From the records below, output exactly the lines running from the line containing "on component boundaries." through the line containing "packages resolve to", and no others.

----------

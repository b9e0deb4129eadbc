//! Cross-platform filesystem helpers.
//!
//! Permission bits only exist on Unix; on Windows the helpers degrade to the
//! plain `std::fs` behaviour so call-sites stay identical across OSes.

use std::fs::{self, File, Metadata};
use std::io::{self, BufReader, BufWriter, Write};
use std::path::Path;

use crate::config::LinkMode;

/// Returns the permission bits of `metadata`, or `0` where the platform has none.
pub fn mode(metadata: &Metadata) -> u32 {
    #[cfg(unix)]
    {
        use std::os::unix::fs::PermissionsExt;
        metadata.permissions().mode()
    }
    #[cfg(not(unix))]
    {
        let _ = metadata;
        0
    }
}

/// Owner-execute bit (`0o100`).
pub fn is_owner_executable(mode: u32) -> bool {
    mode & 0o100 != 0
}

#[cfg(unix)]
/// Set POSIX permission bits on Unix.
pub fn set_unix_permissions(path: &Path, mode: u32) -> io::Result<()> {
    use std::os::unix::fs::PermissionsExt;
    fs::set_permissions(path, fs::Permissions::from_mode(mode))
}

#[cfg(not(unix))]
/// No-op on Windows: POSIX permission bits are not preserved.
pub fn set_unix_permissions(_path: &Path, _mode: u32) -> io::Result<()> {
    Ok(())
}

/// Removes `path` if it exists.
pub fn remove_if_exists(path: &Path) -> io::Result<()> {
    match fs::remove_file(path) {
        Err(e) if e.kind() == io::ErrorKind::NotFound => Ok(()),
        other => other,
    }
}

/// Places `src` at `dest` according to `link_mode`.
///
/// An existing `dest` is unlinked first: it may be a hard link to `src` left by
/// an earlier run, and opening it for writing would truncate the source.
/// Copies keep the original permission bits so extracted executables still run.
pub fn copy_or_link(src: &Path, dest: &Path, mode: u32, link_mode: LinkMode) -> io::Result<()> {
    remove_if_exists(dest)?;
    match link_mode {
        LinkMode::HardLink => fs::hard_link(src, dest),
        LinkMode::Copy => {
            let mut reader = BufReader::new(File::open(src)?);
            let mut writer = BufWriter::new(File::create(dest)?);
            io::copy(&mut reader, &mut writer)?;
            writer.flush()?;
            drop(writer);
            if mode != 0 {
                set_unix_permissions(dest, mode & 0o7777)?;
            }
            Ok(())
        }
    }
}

----------

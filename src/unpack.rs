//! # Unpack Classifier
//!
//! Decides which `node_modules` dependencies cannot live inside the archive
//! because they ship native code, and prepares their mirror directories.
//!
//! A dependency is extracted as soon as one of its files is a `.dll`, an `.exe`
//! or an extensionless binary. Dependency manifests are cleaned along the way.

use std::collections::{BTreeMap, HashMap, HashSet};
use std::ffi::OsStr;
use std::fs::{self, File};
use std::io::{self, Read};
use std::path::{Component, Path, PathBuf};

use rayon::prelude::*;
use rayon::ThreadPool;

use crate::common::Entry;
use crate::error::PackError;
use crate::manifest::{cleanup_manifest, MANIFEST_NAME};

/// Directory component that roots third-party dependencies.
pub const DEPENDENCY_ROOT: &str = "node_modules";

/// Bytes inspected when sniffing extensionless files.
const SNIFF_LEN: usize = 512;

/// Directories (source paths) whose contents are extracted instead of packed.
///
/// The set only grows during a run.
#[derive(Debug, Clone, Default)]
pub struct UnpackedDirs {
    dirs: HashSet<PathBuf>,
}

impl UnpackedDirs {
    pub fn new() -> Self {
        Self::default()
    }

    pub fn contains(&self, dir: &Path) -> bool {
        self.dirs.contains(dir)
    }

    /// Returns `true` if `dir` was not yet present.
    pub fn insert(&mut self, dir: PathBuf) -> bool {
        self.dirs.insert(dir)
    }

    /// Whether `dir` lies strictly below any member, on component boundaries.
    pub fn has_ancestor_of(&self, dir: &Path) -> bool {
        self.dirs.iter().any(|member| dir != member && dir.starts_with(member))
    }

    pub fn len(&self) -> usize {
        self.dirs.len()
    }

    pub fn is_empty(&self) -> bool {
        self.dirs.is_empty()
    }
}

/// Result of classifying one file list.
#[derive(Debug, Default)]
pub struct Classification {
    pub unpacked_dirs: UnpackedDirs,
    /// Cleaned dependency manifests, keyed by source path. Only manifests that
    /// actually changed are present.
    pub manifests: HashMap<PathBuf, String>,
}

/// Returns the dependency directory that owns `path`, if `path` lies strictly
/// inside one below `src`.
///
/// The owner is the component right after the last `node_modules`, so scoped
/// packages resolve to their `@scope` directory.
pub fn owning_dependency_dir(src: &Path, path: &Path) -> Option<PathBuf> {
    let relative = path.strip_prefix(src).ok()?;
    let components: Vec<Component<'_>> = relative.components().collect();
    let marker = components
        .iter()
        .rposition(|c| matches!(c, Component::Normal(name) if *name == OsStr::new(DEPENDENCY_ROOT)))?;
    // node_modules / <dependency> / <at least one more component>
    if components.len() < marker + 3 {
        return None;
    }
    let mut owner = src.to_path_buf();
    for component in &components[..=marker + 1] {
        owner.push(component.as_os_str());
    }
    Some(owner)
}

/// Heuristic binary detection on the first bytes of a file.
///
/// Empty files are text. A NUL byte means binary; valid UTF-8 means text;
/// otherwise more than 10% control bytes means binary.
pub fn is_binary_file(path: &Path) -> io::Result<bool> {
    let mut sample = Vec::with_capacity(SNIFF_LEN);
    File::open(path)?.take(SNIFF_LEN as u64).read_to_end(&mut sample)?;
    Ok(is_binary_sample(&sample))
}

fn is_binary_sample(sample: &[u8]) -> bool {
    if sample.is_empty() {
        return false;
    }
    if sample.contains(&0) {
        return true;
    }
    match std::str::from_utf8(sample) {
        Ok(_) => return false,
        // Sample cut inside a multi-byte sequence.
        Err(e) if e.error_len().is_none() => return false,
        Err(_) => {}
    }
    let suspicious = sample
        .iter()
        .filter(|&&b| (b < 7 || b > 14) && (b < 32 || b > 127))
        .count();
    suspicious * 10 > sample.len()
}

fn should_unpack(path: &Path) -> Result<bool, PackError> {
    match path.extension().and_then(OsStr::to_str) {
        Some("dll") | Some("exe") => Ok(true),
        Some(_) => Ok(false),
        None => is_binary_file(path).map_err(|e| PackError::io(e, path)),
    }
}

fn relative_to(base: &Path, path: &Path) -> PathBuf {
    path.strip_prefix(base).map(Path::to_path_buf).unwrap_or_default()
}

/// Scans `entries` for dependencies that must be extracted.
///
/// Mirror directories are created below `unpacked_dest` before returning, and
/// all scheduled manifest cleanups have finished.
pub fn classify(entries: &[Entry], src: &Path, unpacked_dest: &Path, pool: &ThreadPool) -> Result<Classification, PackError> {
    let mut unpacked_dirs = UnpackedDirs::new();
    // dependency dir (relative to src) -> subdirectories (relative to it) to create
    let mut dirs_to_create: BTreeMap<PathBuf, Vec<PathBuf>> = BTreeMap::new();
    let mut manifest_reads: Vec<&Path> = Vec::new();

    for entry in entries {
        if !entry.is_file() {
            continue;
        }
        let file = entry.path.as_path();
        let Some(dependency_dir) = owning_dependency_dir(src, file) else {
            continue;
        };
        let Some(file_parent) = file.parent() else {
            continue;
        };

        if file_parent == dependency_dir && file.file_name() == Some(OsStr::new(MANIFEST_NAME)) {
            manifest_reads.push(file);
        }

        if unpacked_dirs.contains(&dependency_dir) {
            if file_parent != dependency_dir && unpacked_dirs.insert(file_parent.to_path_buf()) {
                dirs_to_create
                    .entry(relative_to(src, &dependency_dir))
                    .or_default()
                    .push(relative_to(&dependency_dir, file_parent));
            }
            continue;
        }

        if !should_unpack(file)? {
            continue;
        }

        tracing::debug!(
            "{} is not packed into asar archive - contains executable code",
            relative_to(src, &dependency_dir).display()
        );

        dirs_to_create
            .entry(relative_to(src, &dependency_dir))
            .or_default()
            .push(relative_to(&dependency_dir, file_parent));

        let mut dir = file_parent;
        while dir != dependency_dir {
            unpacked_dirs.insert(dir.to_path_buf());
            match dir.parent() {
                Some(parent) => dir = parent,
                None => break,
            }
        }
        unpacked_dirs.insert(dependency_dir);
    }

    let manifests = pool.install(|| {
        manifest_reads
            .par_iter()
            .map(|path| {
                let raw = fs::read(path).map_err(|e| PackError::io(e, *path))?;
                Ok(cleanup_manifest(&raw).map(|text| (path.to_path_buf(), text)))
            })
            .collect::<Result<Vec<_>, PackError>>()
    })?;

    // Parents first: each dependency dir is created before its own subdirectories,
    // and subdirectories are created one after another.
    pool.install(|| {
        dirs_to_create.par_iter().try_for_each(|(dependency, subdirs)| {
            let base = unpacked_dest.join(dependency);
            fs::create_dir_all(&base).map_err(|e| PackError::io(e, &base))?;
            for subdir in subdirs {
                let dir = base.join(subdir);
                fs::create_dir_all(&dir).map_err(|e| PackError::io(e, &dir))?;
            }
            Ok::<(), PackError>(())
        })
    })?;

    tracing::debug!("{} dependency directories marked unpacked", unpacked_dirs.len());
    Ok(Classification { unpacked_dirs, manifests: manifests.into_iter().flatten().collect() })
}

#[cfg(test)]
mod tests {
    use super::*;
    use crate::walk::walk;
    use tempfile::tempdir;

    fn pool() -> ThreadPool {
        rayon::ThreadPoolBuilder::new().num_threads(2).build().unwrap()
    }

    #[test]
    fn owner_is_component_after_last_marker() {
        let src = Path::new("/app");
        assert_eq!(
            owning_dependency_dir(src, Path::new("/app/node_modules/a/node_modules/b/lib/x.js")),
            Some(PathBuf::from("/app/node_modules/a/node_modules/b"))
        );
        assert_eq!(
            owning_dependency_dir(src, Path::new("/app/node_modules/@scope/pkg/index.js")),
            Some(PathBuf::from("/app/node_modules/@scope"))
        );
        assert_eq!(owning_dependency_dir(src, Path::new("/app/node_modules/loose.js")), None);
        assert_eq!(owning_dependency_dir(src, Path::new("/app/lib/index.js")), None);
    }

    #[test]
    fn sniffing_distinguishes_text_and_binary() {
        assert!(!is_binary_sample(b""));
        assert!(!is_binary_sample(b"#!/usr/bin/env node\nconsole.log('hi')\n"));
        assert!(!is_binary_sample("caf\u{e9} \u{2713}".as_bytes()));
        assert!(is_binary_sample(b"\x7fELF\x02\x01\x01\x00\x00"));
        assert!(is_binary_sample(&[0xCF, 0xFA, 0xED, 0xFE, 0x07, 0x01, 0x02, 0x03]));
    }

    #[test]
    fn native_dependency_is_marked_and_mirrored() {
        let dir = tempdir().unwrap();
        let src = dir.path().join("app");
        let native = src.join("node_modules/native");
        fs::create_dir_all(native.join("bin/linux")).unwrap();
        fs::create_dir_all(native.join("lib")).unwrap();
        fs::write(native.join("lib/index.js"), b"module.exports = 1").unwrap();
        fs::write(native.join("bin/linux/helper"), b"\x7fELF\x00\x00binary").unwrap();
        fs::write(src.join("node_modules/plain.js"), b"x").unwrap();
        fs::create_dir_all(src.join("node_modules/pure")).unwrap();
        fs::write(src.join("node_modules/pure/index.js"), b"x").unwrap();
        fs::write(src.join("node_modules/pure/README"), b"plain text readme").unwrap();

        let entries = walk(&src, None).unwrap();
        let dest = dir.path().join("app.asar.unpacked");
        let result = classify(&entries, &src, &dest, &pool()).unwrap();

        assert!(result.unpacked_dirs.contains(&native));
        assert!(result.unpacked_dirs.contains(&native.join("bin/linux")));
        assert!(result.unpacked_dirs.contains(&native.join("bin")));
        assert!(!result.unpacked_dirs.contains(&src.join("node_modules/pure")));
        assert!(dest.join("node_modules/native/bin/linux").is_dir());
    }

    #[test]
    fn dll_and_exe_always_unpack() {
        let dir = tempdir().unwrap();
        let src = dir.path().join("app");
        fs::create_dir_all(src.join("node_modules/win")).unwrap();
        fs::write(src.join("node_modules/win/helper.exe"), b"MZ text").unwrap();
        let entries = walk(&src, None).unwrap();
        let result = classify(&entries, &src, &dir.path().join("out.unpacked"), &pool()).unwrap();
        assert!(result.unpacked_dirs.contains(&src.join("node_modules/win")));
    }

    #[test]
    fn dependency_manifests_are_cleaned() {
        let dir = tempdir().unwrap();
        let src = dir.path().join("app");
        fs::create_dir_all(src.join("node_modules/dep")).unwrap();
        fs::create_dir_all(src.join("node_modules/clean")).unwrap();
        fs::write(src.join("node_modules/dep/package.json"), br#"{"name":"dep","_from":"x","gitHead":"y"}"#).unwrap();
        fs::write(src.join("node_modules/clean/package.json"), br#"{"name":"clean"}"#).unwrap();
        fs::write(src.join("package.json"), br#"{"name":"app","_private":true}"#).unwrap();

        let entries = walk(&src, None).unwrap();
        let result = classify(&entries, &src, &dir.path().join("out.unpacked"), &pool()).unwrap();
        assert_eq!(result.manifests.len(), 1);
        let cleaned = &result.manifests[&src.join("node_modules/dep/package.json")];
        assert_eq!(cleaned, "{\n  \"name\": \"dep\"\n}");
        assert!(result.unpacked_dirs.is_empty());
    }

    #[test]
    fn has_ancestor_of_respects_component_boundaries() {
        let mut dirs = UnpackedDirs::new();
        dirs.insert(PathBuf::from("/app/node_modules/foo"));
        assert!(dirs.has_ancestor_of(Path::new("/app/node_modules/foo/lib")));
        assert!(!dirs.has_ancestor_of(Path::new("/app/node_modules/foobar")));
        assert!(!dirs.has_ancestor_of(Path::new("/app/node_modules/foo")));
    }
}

----------

Final answer:
    /// Whether `dir` lies strictly below any member, on component boundaries.
    pub fn has_ancestor_of(&self, dir: &Path) -> bool {
        self.dirs.iter().any(|member| dir != member && dir.starts_with(member))
    }

    pub fn len(&self) -> usize {
        self.dirs.len()
    }

    pub fn is_empty(&self) -> bool {
        self.dirs.is_empty()
    }
}

/// Result of classifying one file list.
#[derive(Debug, Default)]
pub struct Classification {
    pub unpacked_dirs: UnpackedDirs,
    /// Cleaned dependency manifests, keyed by source path. Only manifests that
    /// actually changed are present.
    pub manifests: HashMap<PathBuf, String>,
}

/// Returns the dependency directory that owns `path`, if `path` lies strictly
/// inside one below `src`.
///
/// The owner is the component right after the last `node_modules`, so scoped
/// packages resolve to their `@scope` directory.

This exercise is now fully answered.